Plan of current formations in a winding stream   the haunts trout choose to lie in in wait for passing food

Plan of current formations in a winding stream - the haunts trout choose to lie in in wait for passing food.

When you observe trout rising to feed, it is quite a simple matter to place your artificial fly on the spot, while the fish is down, and if properly placed, the right pattern offered, it will quickly respond, particularly if you cast up-stream. By so doing you take much less chance of being seen by the fish. But what we most desire to overcome is a situation when trout are not visibly feeding, which is most often the rule. A still more difficult problem is, in June, when insects are overabundant on the surface, to succeed in enticing the fish to take your imitation. There is still another situation where in July and August flies become scarce, and natural bait is being consumed on the bottom and at the surface. In this condition crickets, grasshoppers, caterpillars, and small minnows can be floated down along the surface to good effect, and at the bottom the trout-hellgrammite, caddis-creeper, and nymph may be fished by my new method with much greater success than could be attained with the artificial fly which this chart is intended to assist.

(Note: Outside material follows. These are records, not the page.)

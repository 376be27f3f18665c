//! Accounting context: accounts, their ledgers and the money-movement
//! handlers.

pub mod aggregate;
pub mod handlers;
pub mod store;

pub use aggregate::{Account, LedgerEntry, transfer};
pub use handlers::register_accounting_handlers;
pub use store::{ACCOUNTS_DDL, AccountRepository, account_repository};
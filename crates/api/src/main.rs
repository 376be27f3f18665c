//! Service entry point.

use std::sync::Arc;

use tokio::signal;
use tracing_subscriber::EnvFilter;
use tracing_subscriber::layer::SubscriberExt;
use tracing_subscriber::util::SubscriberInitExt;

use api::config::Config;
use api::lnbits::LnBitsProcessor;
use api::schema;
use dispatch::{Backend, MemoryStore, OutboxProcessor};
use domain::{FakeLightningProcessor, LightningProcessor};

/// Waits for a shutdown signal (SIGINT or SIGTERM).
async fn shutdown_signal() {
    let ctrl_c = async {
        signal::ctrl_c()
            .await
            .expect("failed to install SIGINT handler");
    };

    #[cfg(unix)]
    let terminate = async {
        signal::unix::signal(signal::unix::SignalKind::terminate())
            .expect("failed to install SIGTERM handler")
            .recv()
            .await;
    };

    #[cfg(not(unix))]
    let terminate = std::future::pending::<()>();

    tokio::select! {
        () = ctrl_c => {
            tracing::info!("received SIGINT, starting graceful shutdown");
        }
        () = terminate => {
            tracing::info!("received SIGTERM, starting graceful shutdown");
        }
    }
}

#[tokio::main]
async fn main() {
    // 1. Initialize tracing
    tracing_subscriber::registry()
        .with(EnvFilter::try_from_default_env().unwrap_or_else(|_| EnvFilter::new("info")))
        .with(tracing_subscriber::fmt::layer())
        .init();

    // 2. Install Prometheus metrics recorder
    let metrics_handle = metrics_exporter_prometheus::PrometheusBuilder::new()
        .install_recorder()
        .expect("failed to install Prometheus recorder");

    let config = Config::from_env();

    // 3. Select the storage backend and bootstrap the schema
    let backend = match &config.database_url {
        Some(url) => {
            let pool = sqlx::postgres::PgPoolOptions::new()
                .connect(url)
                .await
                .expect("failed to connect to PostgreSQL");
            schema::apply(&pool).await.expect("schema bootstrap failed");
            Backend::Postgres(pool)
        }
        None => {
            tracing::warn!("DATABASE_URL not set, running on the in-memory backend");
            Backend::Memory(MemoryStore::new())
        }
    };

    // 4. Select the Lightning processor
    let lightning: Arc<dyn LightningProcessor> = match config.lnbits.clone() {
        Some(lnbits) => Arc::new(LnBitsProcessor::new(lnbits)),
        None => {
            tracing::warn!("LNbits credentials not set, using the fake Lightning processor");
            Arc::new(FakeLightningProcessor::new())
        }
    };

    // 5. Build the bus and register all handlers before traffic begins
    let bus = Arc::new(api::build_bus(backend.clone(), lightning));

    // 6. Start the outbox processor with a cancellation signal
    let (shutdown_tx, mut shutdown_rx) = tokio::sync::watch::channel(false);
    let processor = OutboxProcessor::new(backend, Arc::clone(&bus), config.outbox_interval);
    let processor_handle = tokio::spawn(processor.run(async move {
        let _ = shutdown_rx.changed().await;
    }));

    // 7. Serve the operational routes
    let app = api::create_app(metrics_handle);
    let addr = config.addr();
    tracing::info!(%addr, "starting server");

    let listener = tokio::net::TcpListener::bind(&addr)
        .await
        .expect("failed to bind address");
    axum::serve(listener, app)
        .with_graceful_shutdown(shutdown_signal())
        .await
        .expect("server error");

    // 8. Let the in-flight outbox cycle finish before exiting
    let _ = shutdown_tx.send(true);
    processor_handle.await.expect("outbox processor panicked");

    tracing::info!("server shut down gracefully");
}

After consulting Chapter XII, How to Use Nature Lures, we start in to fish down-stream at the surface with a cricket or grasshopper as bait attached to a six-foot leader, and cast out just the same as you would a fly. Standing on the sand-bar at I, you cast across-stream to D, let out line that it may float along the surface past the fish to F. Reeling in, you guide the bait along in past the tree-trunk to A. Still retaining the same position, you permit the water flow to take it along, guiding it to go in the path of bubbles, A, H, C, and G. You may skip the rapid, deep-water pool, and reel your bait slowly back to you, though at times you should give the bait a short jerk, and let it run back a yard or so; in other words, give as much natural-life movement to the artificial as the live bait naturally possesses. After reeling the bait entirely back, you may start over and repeat the cast, or walk down and take a position at C, then cast across the deep water to the first fish at the head of the rapid deeps and so let the bait float along the bubbles to F or below. Then work the bait back along the line of bubbles past the whirlpool, working the bait just inside the brook. Then let it run down again to F and back toward you along the bubbles past G to C.